Hayles’ article moved me on a number of levels. At its core, I find myself agreeing with her thesis–though I’m not sure how convinced I am by her apparent skepticism of virtuality per se. Here, my own lack of persuasion actually comes as a surprise to me. As a lover of traditional film craft (I adamantly prefer film to digital, practical effects to CGI), one would expect me to agree with the notion that, yes, the digitization of something actual, something physical and remotely tangible into something merely approximate entails an inherent loss, however quantified. Yet I don’t think this is always the case–or, at least, that it always matters.

Hayles contests the separation of materiality from information. This she ties to the concept of disembodiment, whose forms she traces through liberal humanist thought and eventually cybernetics. Early on she cites the seemingly science-fictional “dreams” of roboticists, who hail the possibility of distilling the essence of individual human Being into its binary elements. Their vision, apparently, is that humanity might someday exist virtually and infinitely, in digital form. Hayles likens the vision to something closer to a nightmare.

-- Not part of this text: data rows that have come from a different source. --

/// Serialize `ctx.response` with the accumulated status and headers.
///
/// Schema metadata's content type wins over the codec's; `ctx.set.headers` win over both.
fn build_response(
    ctx: &mut RequestContext,
    meta: Option<SchemaMeta>,
) -> anyhow::Result<Response<Bytes>> {
    if ctx.response.is_response() {
        if let Reply::Response(response) = std::mem::take(&mut ctx.response) {
            return Ok(response);
        }
    }
    let mut response = match serialize_reply(&ctx.response) {
        None => Response::new(Bytes::new()),
        Some(serialized) => {
            let mut response = Response::new(serialized.body);
            let content_type = meta
                .and_then(|m| m.content_type)
                .or(serialized.content_type);
            if let Some(content_type) = content_type {
                response
                    .headers_mut()
                    .insert(CONTENT_TYPE, HeaderValue::from_str(&content_type)?);
            }
            response
        }
    };
    *response.status_mut() = ctx.set.status;
    apply_headers(response.headers_mut(), &ctx.set.headers);
    Ok(response)
}

fn error_response(body: &ErrorBody, headers: &HeaderMap) -> Response<Bytes> {
    let mut response = Response::new(Bytes::from(body.to_json().to_string()));
    *response.status_mut() = body.status_code();
    apply_headers(response.headers_mut(), headers);
    response
        .headers_mut()
        .insert(CONTENT_TYPE, HeaderValue::from_static(APPLICATION_JSON));
    response
}

/// Replace every header named in `headers`, keeping repeated values.
fn apply_headers(target: &mut HeaderMap, headers: &HeaderMap) {
    for name in headers.keys() {
        target.remove(name);
        for value in headers.get_all(name) {
            target.append(name.clone(), value.clone());
        }
    }
}
//! Cross-origin resource sharing.
//!
//! A preflight (`OPTIONS` carrying `Origin` and `Access-Control-Request-Method`) is
//! answered with 204 from the global-request stage and never reaches routing. Any
//! other request from an allowed origin continues with the CORS headers staged on
//! `ctx.set.headers`, so they land on the final response, error responses included.
//!
//! Requests without an `Origin` header, or from an origin that is not allowed, pass
//! through untouched. The browser enforces the missing headers.

use bytes::Bytes;
use http::header::{
    ACCESS_CONTROL_ALLOW_CREDENTIALS, ACCESS_CONTROL_ALLOW_HEADERS,
    ACCESS_CONTROL_ALLOW_METHODS, ACCESS_CONTROL_ALLOW_ORIGIN, ACCESS_CONTROL_EXPOSE_HEADERS,
    ACCESS_CONTROL_MAX_AGE, ACCESS_CONTROL_REQUEST_HEADERS, ACCESS_CONTROL_REQUEST_METHOD, ORIGIN,
    VARY,
};
use http::{HeaderMap, HeaderValue, Method, Response, StatusCode};
use std::fmt;
use std::sync::Arc;
use tracing::{debug, warn};
use url::Url;

use crate::app::App;
use crate::context::RequestContext;
use crate::hooks::HookOutcome;

/// CORS configuration error
///
/// Returned by [`cors`] when the options are invalid or violate the CORS rules.
#[derive(Debug, Clone, PartialEq, Eq)]
pub enum CorsConfigError {
    /// Wildcard origin (`*`) cannot be used with credentials
    WildcardWithCredentials,
    /// The origin is not `scheme://host[:port]`
    InvalidOriginFormat {
        origin: String,
    },
    /// Credentials need at least one explicit origin
    EmptyOriginsWithCredentials,
    /// A configured header name or value cannot be sent on the wire
    InvalidHeader {
        value: String,
    },
}

impl fmt::Display for CorsConfigError {
    fn fmt(&self, f: &mut fmt::Formatter<'_>) -> fmt::Result {
        match self {
            CorsConfigError::WildcardWithCredentials => write!(
                f,
                "CORS configuration error: Cannot use wildcard origin (*) with credentials. \
                When allow_credentials is true, you must specify exact origins."
            ),
            CorsConfigError::InvalidOriginFormat { origin } => write!(
                f,
                "CORS configuration error: Invalid origin format '{origin}'. \
                Expected format: scheme://host:port (e.g., https://example.com)"
            ),
            CorsConfigError::EmptyOriginsWithCredentials => write!(
                f,
                "CORS configuration error: Cannot use credentials with empty origins list. \
                When allow_credentials is true, at least one origin must be specified."
            ),
            CorsConfigError::InvalidHeader { value } => write!(
                f,
                "CORS configuration error: '{value}' is not a valid header name or value"
            ),
        }
    }
}

impl std::error::Error for CorsConfigError {}

/// Builder for the [`cors`] plugin.
///
/// Defaults are closed: no origins, `Content-Type` and `Authorization` headers,
/// `GET POST PUT DELETE OPTIONS`, no credentials, no preflight caching.
///
/// ```rust
/// use hookline::plugins::{cors, CorsOptions};
/// use http::Method;
///
/// let plugin = cors(
///     CorsOptions::new()
///         .allowed_origins(&["https://example.com", "https://api.example.com"])
///         .allowed_methods(&[Method::GET, Method::POST])
///         .allow_credentials(true)
///         .expose_headers(&["X-Total-Count"])
///         .max_age(3600),
/// );
/// assert!(plugin.is_ok());
/// ```
#[derive(Debug, Clone)]
pub struct CorsOptions {
    allowed_origins: Vec<String>,
    allowed_headers: Vec<String>,
    allowed_methods: Vec<Method>,
    allow_credentials: bool,
    expose_headers: Vec<String>,
    max_age: Option<u32>,
}

impl Default for CorsOptions {
    fn default() -> Self {
        Self::new()
    }
}

impl CorsOptions {
    #[must_use]
    pub fn new() -> Self {
        Self {
            allowed_origins: Vec::new(),
            allowed_headers: vec!["Content-Type".into(), "Authorization".into()],
            allowed_methods: vec![
                Method::GET,
                Method::POST,
                Method::PUT,
                Method::DELETE,
                Method::OPTIONS,
            ],
            allow_credentials: false,
            expose_headers: Vec::new(),
            max_age: None,
        }
    }

    /// Any origin, no credentials. Development only.
    #[must_use]
    pub fn permissive() -> Self {
        Self::new().allowed_origins(&["*"])
    }

    /// Exact origins, or `"*"` for any.
    #[must_use]
    pub fn allowed_origins(mut self, origins: &[&str]) -> Self {
        self.allowed_origins = origins.iter().map(|s| (*s).to_string()).collect();
        self
    }

    /// Request headers a preflight may ask for; `"*"` allows all.
    #[must_use]
    pub fn allowed_headers(mut self, headers: &[&str]) -> Self {
        self.allowed_headers = headers.iter().map(|s| (*s).to_string()).collect();
        self
    }

    #[must_use]
    pub fn allowed_methods(mut self, methods: &[Method]) -> Self {
        self.allowed_methods = methods.to_vec();
        self
    }

    #[must_use]
    pub fn allow_credentials(mut self, allow: bool) -> Self {
        self.allow_credentials = allow;
        self
    }

    #[must_use]
    pub fn expose_headers(mut self, headers: &[&str]) -> Self {
        self.expose_headers = headers.iter().map(|s| (*s).to_string()).collect();
        self
    }

    /// Seconds a browser may cache the preflight answer.
    #[must_use]
    pub fn max_age(mut self, seconds: u32) -> Self {
        self.max_age = Some(seconds);
        self
    }

    fn compile(self) -> Result<Cors, CorsConfigError> {
        let wildcard = self.allowed_origins.iter().any(|o| o == "*");
        if self.allow_credentials {
            if wildcard {
                return Err(CorsConfigError::WildcardWithCredentials);
            }
            if self.allowed_origins.is_empty() {
                return Err(CorsConfigError::EmptyOriginsWithCredentials);
            }
        }

        let mut origins = Vec::with_capacity(self.allowed_origins.len());
        for origin in self.allowed_origins.iter().filter(|o| *o != "*") {
            origins.push(normalize_origin(origin)?);
        }

        let allow_all_headers = self.allowed_headers.iter().any(|h| h == "*");
        let methods = self
            .allowed_methods
            .iter()
            .map(Method::as_str)
            .collect::<Vec<_>>()
            .join(", ");

        Ok(Cors {
            wildcard,
            origins,
            allow_all_headers,
            allow_methods: header_value(&methods)?,
            allow_headers: header_value(&self.allowed_headers.join(", "))?,
            expose_headers: if self.expose_headers.is_empty() {
                None
            } else {
                Some(header_value(&self.expose_headers.join(", "))?)
            },
            max_age: self.max_age.map(HeaderValue::from),
            allowed_headers: self.allowed_headers,
            allowed_methods: self.allowed_methods,
            allow_credentials: self.allow_credentials,
        })
    }
}

/// Build the CORS plugin.
///
/// # Errors
///
/// Returns [`CorsConfigError`] when the options break the CORS rules.
pub fn cors(options: CorsOptions) -> Result<App, CorsConfigError> {
    let cors = Arc::new(options.compile()?);
    debug!(
        origins = cors.origins.len(),
        wildcard = cors.wildcard,
        credentials = cors.allow_credentials,
        "CORS plugin configured"
    );
    Ok(App::new()
        .on_global_request(move |ctx| {
            let outcome = cors.apply(ctx);
            Box::pin(async move { Ok(outcome) })
        })
        .export())
}

/// Validated options with the constant header values prebuilt.
#[derive(Debug)]
struct Cors {
    wildcard: bool,
    origins: Vec<String>,
    allowed_headers: Vec<String>,
    allow_all_headers: bool,
    allowed_methods: Vec<Method>,
    allow_credentials: bool,
    allow_methods: HeaderValue,
    allow_headers: HeaderValue,
    expose_headers: Option<HeaderValue>,
    max_age: Option<HeaderValue>,
}

impl Cors {
    fn apply(&self, ctx: &mut RequestContext) -> HookOutcome {
        let Some(origin) = ctx.request().headers().get(ORIGIN).cloned() else {
            return HookOutcome::Continue;
        };
        let preflight = *ctx.method() == Method::OPTIONS
            && ctx
                .request()
                .headers()
                .contains_key(ACCESS_CONTROL_REQUEST_METHOD);

        if !self.origin_allowed(&origin) {
            warn!(origin = ?origin, path = %ctx.path(), "CORS: origin not allowed");
            return if preflight {
                HookOutcome::Respond(empty_response(StatusCode::FORBIDDEN, HeaderMap::new()))
            } else {
                HookOutcome::Continue
            };
        }

        let mut headers = HeaderMap::new();
        self.origin_headers(origin, &mut headers);

        if preflight {
            return HookOutcome::Respond(self.preflight(ctx, headers));
        }

        if let Some(expose) = &self.expose_headers {
            headers.insert(ACCESS_CONTROL_EXPOSE_HEADERS, expose.clone());
        }
        ctx.set.headers.extend(headers);
        HookOutcome::Continue
    }

    fn preflight(&self, ctx: &RequestContext, mut headers: HeaderMap) -> Response<Bytes> {
        let request_headers = ctx.request().headers();
        let method_ok = request_headers
            .get(ACCESS_CONTROL_REQUEST_METHOD)
            .and_then(|v| v.to_str().ok())
            .and_then(|m| m.parse::<Method>().ok())
            .is_some_and(|m| self.allowed_methods.contains(&m));
        if !method_ok {
            warn!(path = %ctx.path(), "CORS preflight: method not allowed");
            return empty_response(StatusCode::FORBIDDEN, HeaderMap::new());
        }

        if let Some(requested) = request_headers
            .get(ACCESS_CONTROL_REQUEST_HEADERS)
            .and_then(|v| v.to_str().ok())
        {
            if !self.allow_all_headers {
                let denied = requested
                    .split(',')
                    .map(str::trim)
                    .filter(|h| !h.is_empty())
                    .find(|h| !self.allowed_headers.iter().any(|a| a.eq_ignore_ascii_case(h)));
                if let Some(header) = denied {
                    warn!(header = %header, "CORS preflight: header not allowed");
                    return empty_response(StatusCode::FORBIDDEN, HeaderMap::new());
                }
            }
        }

        headers.insert(ACCESS_CONTROL_ALLOW_METHODS, self.allow_methods.clone());
        headers.insert(ACCESS_CONTROL_ALLOW_HEADERS, self.allow_headers.clone());
        if let Some(max_age) = &self.max_age {
            headers.insert(ACCESS_CONTROL_MAX_AGE, max_age.clone());
        }
        empty_response(StatusCode::NO_CONTENT, headers)
    }

    fn origin_allowed(&self, origin: &HeaderValue) -> bool {
        if self.wildcard {
            return true;
        }
        origin
            .to_str()
            .ok()
            .is_some_and(|o| self.origins.iter().any(|allowed| allowed == o))
    }

    fn origin_headers(&self, origin: HeaderValue, headers: &mut HeaderMap) {
        if self.wildcard {
            headers.insert(ACCESS_CONTROL_ALLOW_ORIGIN, HeaderValue::from_static("*"));
            return;
        }
        // One origin per response, echoed back.
        headers.insert(ACCESS_CONTROL_ALLOW_ORIGIN, origin);
        headers.insert(VARY, HeaderValue::from_static("Origin"));
        if self.allow_credentials {
            headers.insert(ACCESS_CONTROL_ALLOW_CREDENTIALS, HeaderValue::from_static("true"));
        }
    }
}

fn empty_response(status: StatusCode, headers: HeaderMap) -> Response<Bytes> {
    let mut response = Response::new(Bytes::new());
    *response.status_mut() = status;
    *response.headers_mut() = headers;
    response
}

fn header_value(value: &str) -> Result<HeaderValue, CorsConfigError> {
    HeaderValue::from_str(value).map_err(|_| CorsConfigError::InvalidHeader {
        value: value.to_string(),
    })
}

/// `scheme://host[:port]`, as a browser sends it.
fn normalize_origin(origin: &str) -> Result<String, CorsConfigError> {
    let invalid = || CorsConfigError::InvalidOriginFormat {
        origin: origin.to_string(),
    };
    let url = Url::parse(origin).map_err(|_| invalid())?;
    if url.host_str().is_none() || !matches!(url.path(), "" | "/") || url.query().is_some() {
        return Err(invalid());
    }
    let serialized = url.origin().ascii_serialization();
    if serialized == "null" {
        return Err(invalid());
    }
    Ok(serialized)
}

#[cfg(test)]
mod tests {
    use super::*;

    #[test]
    fn test_wildcard_with_credentials_is_rejected() {
        let err = CorsOptions::permissive()
            .allow_credentials(true)
            .compile()
            .unwrap_err();
        assert_eq!(err, CorsConfigError::WildcardWithCredentials);
        assert!(err.to_string().contains("wildcard"));
    }

    #[test]
    fn test_credentials_need_origins() {
        let err = CorsOptions::new().allow_credentials(true).compile().unwrap_err();
        assert_eq!(err, CorsConfigError::EmptyOriginsWithCredentials);
    }

    #[test]
    fn test_origin_format() {
        assert_eq!(
            normalize_origin("https://example.com/").unwrap(),
            "https://example.com"
        );
        assert_eq!(
            normalize_origin("http://localhost:3000").unwrap(),
            "http://localhost:3000"
        );
        assert!(matches!(
            normalize_origin("example.com"),
            Err(CorsConfigError::InvalidOriginFormat { .. })
        ));
        assert!(normalize_origin("https://example.com/app").is_err());
    }

    #[test]
    fn test_exact_origin_matching() {
        let cors = CorsOptions::new()
            .allowed_origins(&["https://example.com"])
            .compile()
            .unwrap();
        assert!(cors.origin_allowed(&HeaderValue::from_static("https://example.com")));
        assert!(!cors.origin_allowed(&HeaderValue::from_static("https://evil.com")));
        assert!(!cors.origin_allowed(&HeaderValue::from_static("https://example.com.evil.com")));
    }
}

I empathize with Hayles’ view, specifically her belief that the reduction of something whole and fluid into something approximate and binary is both reductive and crude. Indeed, the conversion of something analog into something digital necessarily involves a disconnection from reality–a dumbing-down of the infinite into something both finite and quantifiable. (Here I think of the ‘uncanny valley’ phenomenon, and also the so-called ‘dead eyes’ quality often ascribed to digitally-rendered characters in film.) With this criticism in mind, Hayles poses a fundamental question: What do we lose when we distill something actual into something wholly less-than?

As I said earlier, I’m not convinced that whatever is lost always and necessarily matters, at least on an experiential level. Hayles’ impressive theoretical inquiry notwithstanding, the human body–bound as it is to the limits of its five senses and their respective capacities–is incapable of infinite perception. At certain extremes, for example, digital representations of sight and sound contain so much detail that, to our eyes and ears, they are not discernibly different from reality. In excess of certain frame rates, certain audio frequencies, certain degrees of chromatic intensity, we are rendered perceptually oblivious.

There is one passage in particular toward which I feel an unflinching sense of agreement with Hayles, though. She says: “In the face of such a powerful dream [that information is constructable and immortality thus achievable], [information] must always be instantiated in a medium….”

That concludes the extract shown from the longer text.